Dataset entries
____________________
#[cfg(test)]
mod tests {
    use super::*;
    use crate::telegram::mock::{Call, RecordingApi};

    fn test_config() -> Config {
        let mut config = Config::from_toml("").unwrap();
        config.welcome.template = "Hello *{name}*!".to_string();
        config
    }

    fn bot() -> Arc<BotIdentity> {
        Arc::new(BotIdentity {
            token: "111:secret".to_string(),
            webhook_url: "https://example.com".to_string(),
            username: "ReactBot".to_string(),
        })
    }

    fn message(text: &str) -> InboundEvent {
        InboundEvent::Message(IncomingMessage {
            chat_id: 42,
            message_id: 7,
            text: text.to_string(),
            has_media: false,
            participant_name: "Alice".to_string(),
        })
    }

    fn dispatcher(api: Arc<RecordingApi>) -> Dispatcher {
        Dispatcher::new(&test_config(), api)
    }

    #[test]
    fn test_start_command_variants() {
        assert!(is_start_command("/start", "ReactBot"));
        assert!(is_start_command("/start@ReactBot", "ReactBot"));
        assert!(is_start_command("/start@ReactBot", "@ReactBot"));
        assert!(!is_start_command("/start@OtherBot", "ReactBot"));
        assert!(!is_start_command("/start donate", "ReactBot"));
        assert!(!is_start_command("/starting", "ReactBot"));
    }

    #[test]
    fn test_start_sends_welcome_with_keyboard() {
        let d = dispatcher(Arc::new(RecordingApi::default()));
        for text in ["/start", "/start@ReactBot"] {
            let reply = d.classify(&bot(), &message(text));
            let Reply::Now(actions) = reply else {
                panic!("expected immediate reply for {text}");
            };
            assert_eq!(actions.len(), 1);
            let Action::SendText {
                chat_id,
                text: body,
                keyboard,
            } = &actions[0]
            else {
                panic!("expected text");
            };
            assert_eq!(*chat_id, 42);
            assert_eq!(body, "Hello *Alice*!");
            assert_eq!(keyboard.len(), 3);
            assert_eq!(keyboard[0].len(), 2);
            assert_eq!(
                keyboard[0][0],
                InlineButton::url(
                    "➕ Add to Channel ➕",
                    "https://t.me/ReactBot?startchannel=botstart"
                )
            );
            assert_eq!(
                keyboard[0][1],
                InlineButton::url(
                    "➕ Add to Group ➕",
                    "https://t.me/ReactBot?startgroup=botstart"
                )
            );
            assert_eq!(
                keyboard[1],
                vec![InlineButton::url("Contact the owner", "https://t.me/medatt00")]
            );
            assert_eq!(
                keyboard[2],
                vec![InlineButton::url(
                    "💝 Support Us - Donate 🤝",
                    "https://t.me/bot1reactbot?start=donate"
                )]
            );
        }
    }

    #[test]
    fn test_default_template_substitutes_name() {
        let d = Dispatcher::new(
            &Config::from_toml("").unwrap(),
            Arc::new(RecordingApi::default()),
        );
        let Reply::Now(actions) = d.classify(&bot(), &message("/start")) else {
            panic!("expected immediate reply");
        };
        let Action::SendText { text, .. } = &actions[0] else {
            panic!("expected text");
        };
        assert!(text.contains("*Alice*"));
        assert!(!text.contains("{name}"));
    }

    #[test]
    fn test_reactions_lists_emojis_in_order() {
        let d = dispatcher(Arc::new(RecordingApi::default()));
        let reply = d.classify(&bot(), &message("/reactions"));
        assert_eq!(
            reply,
            Reply::Now(vec![Action::SendText {
                chat_id: 42,
                text: "✅ Enabled Reactions : \n\n👍, ❤️, 🔥, 👏, 🤩, 🎉, 💯".to_string(),
                keyboard: Vec::new(),
            }])
        );
    }

    #[test]
    fn test_donate_sends_invoice() {
        let d = dispatcher(Arc::new(RecordingApi::default()));
        for text in ["/donate", "/start donate"] {
            let Reply::Now(actions) = d.classify(&bot(), &message(text)) else {
                panic!("expected immediate reply for {text}");
            };
            let [Action::SendInvoice { chat_id, invoice }] = actions.as_slice() else {
                panic!("expected a single invoice");
            };
            assert_eq!(*chat_id, 42);
            assert_eq!(invoice.payload, "donate");
            assert_eq!(invoice.currency, "XTR");
            assert_eq!(invoice.prices.len(), 1);
            assert_eq!(invoice.prices[0].amount, 1);
        }
    }

    #[test]
    fn test_plain_text_and_media_get_delayed_reaction() {
        let d = dispatcher(Arc::new(RecordingApi::default()));
        let config = test_config();

        let media = InboundEvent::Message(IncomingMessage {
            chat_id: 9,
            message_id: 3,
            text: String::new(),
            has_media: true,
            participant_name: String::new(),
        });

        for event in [message("hello there"), message("/unknown"), media] {
            for _ in 0..200 {
                let Reply::Delayed { delay, action } = d.classify(&bot(), &event) else {
                    panic!("expected delayed reaction");
                };
                assert!(delay >= Duration::from_millis(1_000));
                assert!(delay < Duration::from_millis(11_000));
                let Action::React { emoji, .. } = action else {
                    panic!("expected reaction");
                };
                assert!(config.reactions.emojis.contains(&emoji));
            }
        }
    }

    #[test]
    fn test_empty_message_and_other_updates_ignored() {
        let d = dispatcher(Arc::new(RecordingApi::default()));
        assert_eq!(d.classify(&bot(), &message("")), Reply::Ignore);
        assert_eq!(d.classify(&bot(), &InboundEvent::Other), Reply::Ignore);
    }

    #[tokio::test]
    async fn test_pre_checkout_acknowledges_then_thanks() {
        let api = Arc::new(RecordingApi::default());
        let d = dispatcher(api.clone());
        let event = InboundEvent::PreCheckout {
            query_id: "q-9".to_string(),
            payer_id: 77,
        };

        d.dispatch(&bot(), &event).await;

        assert_eq!(
            api.calls(),
            vec![
                Call::AnswerPreCheckoutQuery {
                    query_id: "q-9".to_string(),
                    ok: true
                },
                Call::SendMessage {
                    chat_id: 77,
                    text: "Thank you for your donation! 💝".to_string(),
                    keyboard: Vec::new(),
                },
            ]
        );
    }

    #[tokio::test]
    async fn test_outbound_failures_are_swallowed() {
        let api = Arc::new(RecordingApi::failing());
        let d = dispatcher(api.clone());
        let event = InboundEvent::PreCheckout {
            query_id: "q-1".to_string(),
            payer_id: 1,
        };

        d.dispatch(&bot(), &event).await;

        // The thank-you is still attempted after a failed acknowledgement.
        assert_eq!(api.calls().len(), 2);
    }

    #[tokio::test(start_paused = true)]
    async fn test_reaction_fires_after_delay() {
        let api = Arc::new(RecordingApi::default());
        let d = dispatcher(api.clone());
        let started = tokio::time::Instant::now();

        d.dispatch(&bot(), &message("nice")).await;
        assert!(api.calls().is_empty(), "reaction must not be immediate");

        tokio::time::sleep(Duration::from_millis(999)).await;
        assert!(api.calls().is_empty());

        tokio::time::sleep(Duration::from_millis(10_500)).await;
        let calls = api.timed_calls();
        assert_eq!(calls.len(), 1);
        let (token, call, at) = &calls[0];
        assert_eq!(token, "111:secret");
        assert!(matches!(
            call,
            Call::SetMessageReaction {
                chat_id: 42,
                message_id: 7,
                ..
            }
        ));
        assert!(at.duration_since(started) >= Duration::from_millis(1_000));
    }

    #[tokio::test(start_paused = true)]
    async fn test_many_pending_reactions_each_fire_once() {
        let api = Arc::new(RecordingApi::default());
        let d = dispatcher(api.clone());

        for i in 0..50 {
            let event = InboundEvent::Message(IncomingMessage {
                chat_id: 1_000 + i64::from(i),
                message_id: i,
                text: "hi".to_string(),
                has_media: false,
                participant_name: String::new(),
            });
            d.dispatch(&bot(), &event).await;
        }
        // Same event twice: two independent attempts.
        d.dispatch(&bot(), &message("again")).await;
        d.dispatch(&bot(), &message("again")).await;

        tokio::time::sleep(Duration::from_millis(11_000)).await;

        let calls = api.calls();
        assert_eq!(calls.len(), 52);
        let mut targets: Vec<(i64, i32)> = calls
            .iter()
            .filter_map(|call| match call {
                Call::SetMessageReaction {
                    chat_id,
                    message_id,
                    ..
                } => Some((*chat_id, *message_id)),
                _ => None,
            })
            .collect();
        targets.sort();
        let mut expected: Vec<(i64, i32)> = (0..50).map(|i| (1_000 + i64::from(i), i)).collect();
        expected.push((42, 7));
        expected.push((42, 7));
        expected.sort();
        assert_eq!(targets, expected);
    }

    #[test]
    fn test_escape_markdown() {
        assert_eq!(escape_markdown("Alice"), "Alice");
        assert_eq!(escape_markdown("john_doe"), "john\\_doe");
        assert_eq!(escape_markdown("*[`x`]*"), "\\*\\[\\`x\\`]\\*");
    }

    #[test]
    fn test_welcome_escapes_participant_name() {
        let d = dispatcher(Arc::new(RecordingApi::default()));
        let event = InboundEvent::Message(IncomingMessage {
            chat_id: 42,
            message_id: 1,
            text: "/start".to_string(),
            has_media: false,
            participant_name: "john_doe*".to_string(),
        });
        let Reply::Now(actions) = d.classify(&bot(), &event) else {
            panic!("expected immediate reply");
        };
        let Action::SendText { text, .. } = &actions[0] else {
            panic!("expected text");
        };
        assert_eq!(text, "Hello *john\\_doe\\**!");
    }

    #[tokio::test(start_paused = true)]
    async fn test_shutdown_waits_for_pending_reaction() {
        let api = Arc::new(RecordingApi::default());
        let d = dispatcher(api.clone());

        d.dispatch(&bot(), &message("hi")).await;
        assert!(api.calls().is_empty());

        d.shutdown().await;

        assert!(matches!(
            api.calls().as_slice(),
            [Call::SetMessageReaction {
                chat_id: 42,
                message_id: 7,
                ..
            }]
        ));
    }

    #[tokio::test]
    async fn test_shutdown_with_nothing_pending_returns() {
        let d = dispatcher(Arc::new(RecordingApi::default()));
        d.shutdown().await;
    }
}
____________________
For the word "body", please say how many lines in the entries hold it, with only the number as the reply.

— Answer to this problem —
2